[Data extracted from a collection]
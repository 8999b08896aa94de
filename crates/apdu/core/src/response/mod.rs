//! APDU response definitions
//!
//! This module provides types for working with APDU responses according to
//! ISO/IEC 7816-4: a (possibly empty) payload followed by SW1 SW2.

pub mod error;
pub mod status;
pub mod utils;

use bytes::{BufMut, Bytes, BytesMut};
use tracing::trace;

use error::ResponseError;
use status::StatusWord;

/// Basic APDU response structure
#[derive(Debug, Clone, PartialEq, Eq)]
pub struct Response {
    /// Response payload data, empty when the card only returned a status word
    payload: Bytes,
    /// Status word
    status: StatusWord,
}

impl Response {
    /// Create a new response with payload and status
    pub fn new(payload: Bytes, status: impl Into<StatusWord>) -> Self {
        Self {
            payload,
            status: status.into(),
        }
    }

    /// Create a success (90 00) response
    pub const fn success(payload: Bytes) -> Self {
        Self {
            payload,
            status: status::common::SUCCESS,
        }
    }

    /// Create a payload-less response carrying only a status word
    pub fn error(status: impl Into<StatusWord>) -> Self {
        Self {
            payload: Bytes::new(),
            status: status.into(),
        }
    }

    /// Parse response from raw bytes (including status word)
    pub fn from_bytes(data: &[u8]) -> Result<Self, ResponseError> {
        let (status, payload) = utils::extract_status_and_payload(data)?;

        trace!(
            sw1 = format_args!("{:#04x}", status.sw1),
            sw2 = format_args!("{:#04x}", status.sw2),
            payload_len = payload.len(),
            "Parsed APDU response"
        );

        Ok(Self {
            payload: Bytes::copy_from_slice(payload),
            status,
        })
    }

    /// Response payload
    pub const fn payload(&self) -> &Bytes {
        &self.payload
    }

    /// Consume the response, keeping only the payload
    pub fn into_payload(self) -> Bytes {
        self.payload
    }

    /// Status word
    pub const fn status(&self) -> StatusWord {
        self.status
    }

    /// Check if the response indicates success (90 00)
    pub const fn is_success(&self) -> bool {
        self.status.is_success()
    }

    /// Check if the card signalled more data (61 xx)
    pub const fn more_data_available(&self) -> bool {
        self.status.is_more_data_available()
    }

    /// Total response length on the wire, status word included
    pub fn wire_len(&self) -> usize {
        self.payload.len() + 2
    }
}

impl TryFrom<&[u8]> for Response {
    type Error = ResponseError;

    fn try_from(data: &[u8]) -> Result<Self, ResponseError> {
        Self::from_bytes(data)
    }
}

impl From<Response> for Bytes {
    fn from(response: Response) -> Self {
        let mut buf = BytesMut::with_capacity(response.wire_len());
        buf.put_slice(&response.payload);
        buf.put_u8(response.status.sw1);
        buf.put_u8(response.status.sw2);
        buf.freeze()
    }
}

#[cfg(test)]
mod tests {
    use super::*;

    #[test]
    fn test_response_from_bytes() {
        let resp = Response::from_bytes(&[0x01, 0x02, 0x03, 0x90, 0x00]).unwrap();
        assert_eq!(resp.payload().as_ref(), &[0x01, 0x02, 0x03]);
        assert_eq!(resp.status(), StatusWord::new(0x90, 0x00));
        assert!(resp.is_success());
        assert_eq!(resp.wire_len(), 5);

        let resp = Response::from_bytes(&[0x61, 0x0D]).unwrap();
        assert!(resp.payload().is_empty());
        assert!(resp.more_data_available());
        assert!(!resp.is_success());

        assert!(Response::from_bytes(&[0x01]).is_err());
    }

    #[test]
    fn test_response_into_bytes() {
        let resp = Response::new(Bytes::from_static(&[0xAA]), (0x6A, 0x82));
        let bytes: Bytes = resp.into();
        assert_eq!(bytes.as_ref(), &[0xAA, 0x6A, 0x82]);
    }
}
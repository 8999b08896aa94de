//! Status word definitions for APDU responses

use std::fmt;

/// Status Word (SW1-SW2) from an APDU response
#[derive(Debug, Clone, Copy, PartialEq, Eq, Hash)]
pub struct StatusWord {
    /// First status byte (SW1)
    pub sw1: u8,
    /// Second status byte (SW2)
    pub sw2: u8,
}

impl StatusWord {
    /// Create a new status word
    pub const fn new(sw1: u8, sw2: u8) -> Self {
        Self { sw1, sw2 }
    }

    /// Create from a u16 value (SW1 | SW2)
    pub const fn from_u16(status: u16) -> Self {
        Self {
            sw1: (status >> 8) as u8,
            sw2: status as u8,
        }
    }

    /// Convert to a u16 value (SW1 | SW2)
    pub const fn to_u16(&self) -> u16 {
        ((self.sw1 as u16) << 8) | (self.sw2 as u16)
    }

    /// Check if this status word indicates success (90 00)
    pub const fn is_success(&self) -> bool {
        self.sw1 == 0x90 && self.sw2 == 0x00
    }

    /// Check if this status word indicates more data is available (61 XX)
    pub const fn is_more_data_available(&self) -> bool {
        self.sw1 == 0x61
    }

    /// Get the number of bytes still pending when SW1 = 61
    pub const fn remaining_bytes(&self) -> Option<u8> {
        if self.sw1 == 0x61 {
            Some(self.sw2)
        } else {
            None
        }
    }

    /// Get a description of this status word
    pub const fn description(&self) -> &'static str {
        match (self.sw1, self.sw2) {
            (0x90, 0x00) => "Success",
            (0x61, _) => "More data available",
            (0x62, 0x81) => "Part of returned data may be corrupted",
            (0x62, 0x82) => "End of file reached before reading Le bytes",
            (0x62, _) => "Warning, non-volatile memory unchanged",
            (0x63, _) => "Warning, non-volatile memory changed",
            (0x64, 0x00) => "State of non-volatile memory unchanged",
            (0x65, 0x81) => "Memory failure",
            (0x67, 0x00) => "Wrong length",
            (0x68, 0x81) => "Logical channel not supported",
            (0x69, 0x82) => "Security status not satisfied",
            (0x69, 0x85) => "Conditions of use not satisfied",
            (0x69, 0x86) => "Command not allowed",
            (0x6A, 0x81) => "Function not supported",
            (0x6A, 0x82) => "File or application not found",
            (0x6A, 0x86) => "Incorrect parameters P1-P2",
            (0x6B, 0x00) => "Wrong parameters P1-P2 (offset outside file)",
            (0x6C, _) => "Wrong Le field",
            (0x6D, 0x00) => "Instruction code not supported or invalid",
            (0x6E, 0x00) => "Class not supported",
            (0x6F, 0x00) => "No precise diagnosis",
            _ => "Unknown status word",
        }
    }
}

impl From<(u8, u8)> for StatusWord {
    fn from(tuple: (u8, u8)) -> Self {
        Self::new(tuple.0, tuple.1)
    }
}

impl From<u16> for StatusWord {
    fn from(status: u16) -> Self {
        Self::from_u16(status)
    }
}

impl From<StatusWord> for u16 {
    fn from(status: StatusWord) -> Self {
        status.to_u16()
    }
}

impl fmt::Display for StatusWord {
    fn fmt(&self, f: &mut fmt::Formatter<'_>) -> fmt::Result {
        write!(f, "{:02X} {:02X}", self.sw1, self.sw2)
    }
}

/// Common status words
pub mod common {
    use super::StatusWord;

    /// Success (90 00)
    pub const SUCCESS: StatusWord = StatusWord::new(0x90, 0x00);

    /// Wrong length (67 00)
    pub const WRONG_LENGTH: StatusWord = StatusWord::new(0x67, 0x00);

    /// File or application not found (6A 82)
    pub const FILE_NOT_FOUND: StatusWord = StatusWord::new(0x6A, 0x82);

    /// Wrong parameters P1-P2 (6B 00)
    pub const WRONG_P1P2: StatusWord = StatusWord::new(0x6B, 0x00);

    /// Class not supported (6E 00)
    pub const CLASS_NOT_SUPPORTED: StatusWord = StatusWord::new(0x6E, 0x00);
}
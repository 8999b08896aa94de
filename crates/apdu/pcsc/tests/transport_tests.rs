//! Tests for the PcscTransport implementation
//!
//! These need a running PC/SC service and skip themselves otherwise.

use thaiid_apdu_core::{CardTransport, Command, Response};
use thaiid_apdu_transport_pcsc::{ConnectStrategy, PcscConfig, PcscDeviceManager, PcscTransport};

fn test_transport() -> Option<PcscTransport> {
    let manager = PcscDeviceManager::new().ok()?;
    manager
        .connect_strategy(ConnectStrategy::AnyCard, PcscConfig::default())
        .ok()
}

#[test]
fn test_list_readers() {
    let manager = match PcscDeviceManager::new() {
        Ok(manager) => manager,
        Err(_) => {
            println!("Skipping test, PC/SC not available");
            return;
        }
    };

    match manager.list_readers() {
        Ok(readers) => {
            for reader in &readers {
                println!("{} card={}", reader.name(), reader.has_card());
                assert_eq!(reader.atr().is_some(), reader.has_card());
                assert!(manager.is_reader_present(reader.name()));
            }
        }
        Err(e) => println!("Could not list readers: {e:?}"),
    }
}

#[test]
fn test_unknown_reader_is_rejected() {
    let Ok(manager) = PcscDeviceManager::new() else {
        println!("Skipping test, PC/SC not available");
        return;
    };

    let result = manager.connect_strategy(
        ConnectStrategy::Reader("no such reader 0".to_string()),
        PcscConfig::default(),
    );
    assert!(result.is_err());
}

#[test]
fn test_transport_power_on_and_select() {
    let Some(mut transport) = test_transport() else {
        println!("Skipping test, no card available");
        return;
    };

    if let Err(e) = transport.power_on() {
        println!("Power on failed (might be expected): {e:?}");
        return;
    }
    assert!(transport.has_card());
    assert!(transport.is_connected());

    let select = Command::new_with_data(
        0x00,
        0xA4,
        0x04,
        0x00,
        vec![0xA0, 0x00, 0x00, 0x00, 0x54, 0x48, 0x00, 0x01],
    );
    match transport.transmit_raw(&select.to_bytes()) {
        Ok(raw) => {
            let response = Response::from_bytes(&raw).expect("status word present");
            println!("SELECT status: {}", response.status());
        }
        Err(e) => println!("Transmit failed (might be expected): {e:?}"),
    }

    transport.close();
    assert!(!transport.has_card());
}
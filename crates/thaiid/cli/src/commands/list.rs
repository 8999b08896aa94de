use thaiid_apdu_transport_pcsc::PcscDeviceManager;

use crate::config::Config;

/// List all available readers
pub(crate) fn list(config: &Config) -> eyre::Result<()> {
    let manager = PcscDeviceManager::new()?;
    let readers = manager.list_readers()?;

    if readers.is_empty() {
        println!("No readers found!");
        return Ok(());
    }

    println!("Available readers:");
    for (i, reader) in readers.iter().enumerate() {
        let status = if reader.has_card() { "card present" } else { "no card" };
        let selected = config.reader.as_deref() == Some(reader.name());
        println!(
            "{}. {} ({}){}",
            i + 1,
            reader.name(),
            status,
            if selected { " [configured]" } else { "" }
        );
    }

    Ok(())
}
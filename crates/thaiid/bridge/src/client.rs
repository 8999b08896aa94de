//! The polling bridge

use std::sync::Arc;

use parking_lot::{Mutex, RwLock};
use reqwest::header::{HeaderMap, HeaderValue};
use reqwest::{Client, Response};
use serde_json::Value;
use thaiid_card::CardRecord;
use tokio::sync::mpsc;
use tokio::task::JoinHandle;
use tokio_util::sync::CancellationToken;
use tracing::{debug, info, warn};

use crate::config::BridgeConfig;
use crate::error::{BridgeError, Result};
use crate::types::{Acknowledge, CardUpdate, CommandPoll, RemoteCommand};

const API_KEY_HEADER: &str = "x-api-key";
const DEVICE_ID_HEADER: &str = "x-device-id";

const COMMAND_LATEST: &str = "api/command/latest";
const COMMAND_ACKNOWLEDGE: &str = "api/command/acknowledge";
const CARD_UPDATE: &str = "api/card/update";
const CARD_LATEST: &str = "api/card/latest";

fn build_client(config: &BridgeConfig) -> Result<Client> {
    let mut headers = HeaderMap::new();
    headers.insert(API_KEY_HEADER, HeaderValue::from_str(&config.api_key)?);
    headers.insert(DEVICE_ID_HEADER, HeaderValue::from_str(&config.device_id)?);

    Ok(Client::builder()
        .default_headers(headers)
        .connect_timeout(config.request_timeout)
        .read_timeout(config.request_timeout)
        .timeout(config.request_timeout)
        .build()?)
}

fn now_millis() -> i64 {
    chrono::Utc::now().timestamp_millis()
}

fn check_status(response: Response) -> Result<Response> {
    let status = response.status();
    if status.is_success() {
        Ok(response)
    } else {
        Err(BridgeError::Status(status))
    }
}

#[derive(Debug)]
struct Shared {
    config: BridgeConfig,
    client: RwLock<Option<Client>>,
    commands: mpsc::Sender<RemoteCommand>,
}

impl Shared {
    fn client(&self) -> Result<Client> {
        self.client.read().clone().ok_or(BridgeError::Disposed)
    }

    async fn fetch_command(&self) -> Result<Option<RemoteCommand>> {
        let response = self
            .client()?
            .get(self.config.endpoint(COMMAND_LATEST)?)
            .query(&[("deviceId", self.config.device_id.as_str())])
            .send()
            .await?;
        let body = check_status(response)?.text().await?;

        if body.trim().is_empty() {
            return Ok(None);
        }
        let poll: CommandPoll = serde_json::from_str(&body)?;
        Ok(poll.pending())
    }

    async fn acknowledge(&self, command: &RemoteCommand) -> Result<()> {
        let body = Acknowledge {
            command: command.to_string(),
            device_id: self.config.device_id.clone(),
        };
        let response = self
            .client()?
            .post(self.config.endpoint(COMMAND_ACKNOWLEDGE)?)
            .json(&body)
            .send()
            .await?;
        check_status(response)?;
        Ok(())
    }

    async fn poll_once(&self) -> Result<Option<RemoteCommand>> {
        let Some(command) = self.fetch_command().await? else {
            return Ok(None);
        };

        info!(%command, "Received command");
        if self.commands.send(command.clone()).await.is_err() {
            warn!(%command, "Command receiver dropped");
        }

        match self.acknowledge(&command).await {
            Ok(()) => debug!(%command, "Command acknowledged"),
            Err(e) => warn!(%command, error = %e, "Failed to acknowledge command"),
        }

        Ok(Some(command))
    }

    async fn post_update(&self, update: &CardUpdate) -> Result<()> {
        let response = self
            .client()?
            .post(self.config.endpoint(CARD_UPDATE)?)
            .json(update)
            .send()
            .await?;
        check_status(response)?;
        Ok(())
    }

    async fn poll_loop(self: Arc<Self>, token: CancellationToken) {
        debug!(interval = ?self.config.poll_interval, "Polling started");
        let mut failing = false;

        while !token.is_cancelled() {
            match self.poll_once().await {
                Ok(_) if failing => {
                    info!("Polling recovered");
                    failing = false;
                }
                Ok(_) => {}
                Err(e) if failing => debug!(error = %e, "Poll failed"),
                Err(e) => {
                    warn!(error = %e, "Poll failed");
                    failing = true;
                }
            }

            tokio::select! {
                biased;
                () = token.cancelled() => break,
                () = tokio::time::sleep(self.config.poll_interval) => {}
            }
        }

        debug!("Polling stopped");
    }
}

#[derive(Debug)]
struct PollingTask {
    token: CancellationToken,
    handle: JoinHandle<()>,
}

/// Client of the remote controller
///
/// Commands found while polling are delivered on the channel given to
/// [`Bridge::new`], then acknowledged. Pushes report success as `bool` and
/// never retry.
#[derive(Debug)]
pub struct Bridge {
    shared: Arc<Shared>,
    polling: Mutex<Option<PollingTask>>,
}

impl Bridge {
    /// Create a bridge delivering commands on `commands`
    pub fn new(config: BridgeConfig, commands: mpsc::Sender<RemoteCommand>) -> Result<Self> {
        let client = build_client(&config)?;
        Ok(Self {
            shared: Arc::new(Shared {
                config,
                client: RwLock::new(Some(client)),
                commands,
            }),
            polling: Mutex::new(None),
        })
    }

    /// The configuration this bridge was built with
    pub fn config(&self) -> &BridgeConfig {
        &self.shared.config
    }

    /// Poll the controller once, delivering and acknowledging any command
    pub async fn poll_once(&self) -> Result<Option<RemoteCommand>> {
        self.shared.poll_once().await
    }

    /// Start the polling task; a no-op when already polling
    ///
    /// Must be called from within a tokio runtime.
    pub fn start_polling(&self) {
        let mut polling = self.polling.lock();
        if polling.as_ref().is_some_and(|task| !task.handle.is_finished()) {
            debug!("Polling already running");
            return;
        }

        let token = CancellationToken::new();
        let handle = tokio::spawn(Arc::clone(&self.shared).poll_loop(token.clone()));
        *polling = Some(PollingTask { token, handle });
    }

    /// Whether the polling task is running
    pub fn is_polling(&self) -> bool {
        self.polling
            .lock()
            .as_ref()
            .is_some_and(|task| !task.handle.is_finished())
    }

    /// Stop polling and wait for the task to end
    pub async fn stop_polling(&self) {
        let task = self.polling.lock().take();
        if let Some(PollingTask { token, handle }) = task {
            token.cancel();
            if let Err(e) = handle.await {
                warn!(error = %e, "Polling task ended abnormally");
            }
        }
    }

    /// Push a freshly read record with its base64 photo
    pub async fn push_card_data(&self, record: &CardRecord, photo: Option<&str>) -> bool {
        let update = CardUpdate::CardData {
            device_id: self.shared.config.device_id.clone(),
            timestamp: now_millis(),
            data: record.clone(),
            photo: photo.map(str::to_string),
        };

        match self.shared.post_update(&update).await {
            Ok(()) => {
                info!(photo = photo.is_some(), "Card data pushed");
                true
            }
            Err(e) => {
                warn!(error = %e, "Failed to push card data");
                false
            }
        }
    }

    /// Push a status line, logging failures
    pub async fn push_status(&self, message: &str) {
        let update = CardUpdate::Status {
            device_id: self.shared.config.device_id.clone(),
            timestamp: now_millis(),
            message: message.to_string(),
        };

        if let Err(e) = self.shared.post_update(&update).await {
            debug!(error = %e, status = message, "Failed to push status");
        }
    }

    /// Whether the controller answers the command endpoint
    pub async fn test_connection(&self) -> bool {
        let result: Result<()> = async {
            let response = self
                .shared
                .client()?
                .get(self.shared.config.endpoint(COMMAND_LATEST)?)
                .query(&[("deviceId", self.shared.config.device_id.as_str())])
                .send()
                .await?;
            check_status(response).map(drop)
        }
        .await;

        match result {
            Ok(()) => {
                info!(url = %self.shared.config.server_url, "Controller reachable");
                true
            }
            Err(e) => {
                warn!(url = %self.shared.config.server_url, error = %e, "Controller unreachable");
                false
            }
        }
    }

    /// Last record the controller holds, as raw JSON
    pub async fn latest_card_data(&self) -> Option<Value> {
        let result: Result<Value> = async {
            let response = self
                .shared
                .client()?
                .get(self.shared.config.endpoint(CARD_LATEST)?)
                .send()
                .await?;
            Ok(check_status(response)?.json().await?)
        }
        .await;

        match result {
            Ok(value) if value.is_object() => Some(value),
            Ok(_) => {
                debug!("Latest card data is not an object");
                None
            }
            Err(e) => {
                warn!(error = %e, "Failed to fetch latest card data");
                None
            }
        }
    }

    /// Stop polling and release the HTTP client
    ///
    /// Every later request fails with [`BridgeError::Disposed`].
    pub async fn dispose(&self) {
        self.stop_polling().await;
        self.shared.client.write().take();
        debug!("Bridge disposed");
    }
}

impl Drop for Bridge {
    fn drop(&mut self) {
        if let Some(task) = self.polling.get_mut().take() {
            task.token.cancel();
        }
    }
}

[To do]
Among the entries above, locate the lines containing "sw1: (status >>" and "(0x69, 0x86) =>", and transcribe exactly those two lines and all lines between.

[Written response]
            sw1: (status >> 8) as u8,
            sw2: status as u8,
        }
    }

    /// Convert to a u16 value (SW1 | SW2)
    pub const fn to_u16(&self) -> u16 {
        ((self.sw1 as u16) << 8) | (self.sw2 as u16)
    }

    /// Check if this status word indicates success (90 00)
    pub const fn is_success(&self) -> bool {
        self.sw1 == 0x90 && self.sw2 == 0x00
    }

    /// Check if this status word indicates more data is available (61 XX)
    pub const fn is_more_data_available(&self) -> bool {
        self.sw1 == 0x61
    }

    /// Get the number of bytes still pending when SW1 = 61
    pub const fn remaining_bytes(&self) -> Option<u8> {
        if self.sw1 == 0x61 {
            Some(self.sw2)
        } else {
            None
        }
    }

    /// Get a description of this status word
    pub const fn description(&self) -> &'static str {
        match (self.sw1, self.sw2) {
            (0x90, 0x00) => "Success",
            (0x61, _) => "More data available",
            (0x62, 0x81) => "Part of returned data may be corrupted",
            (0x62, 0x82) => "End of file reached before reading Le bytes",
            (0x62, _) => "Warning, non-volatile memory unchanged",
            (0x63, _) => "Warning, non-volatile memory changed",
            (0x64, 0x00) => "State of non-volatile memory unchanged",
            (0x65, 0x81) => "Memory failure",
            (0x67, 0x00) => "Wrong length",
            (0x68, 0x81) => "Logical channel not supported",
            (0x69, 0x82) => "Security status not satisfied",
            (0x69, 0x85) => "Conditions of use not satisfied",
            (0x69, 0x86) => "Command not allowed",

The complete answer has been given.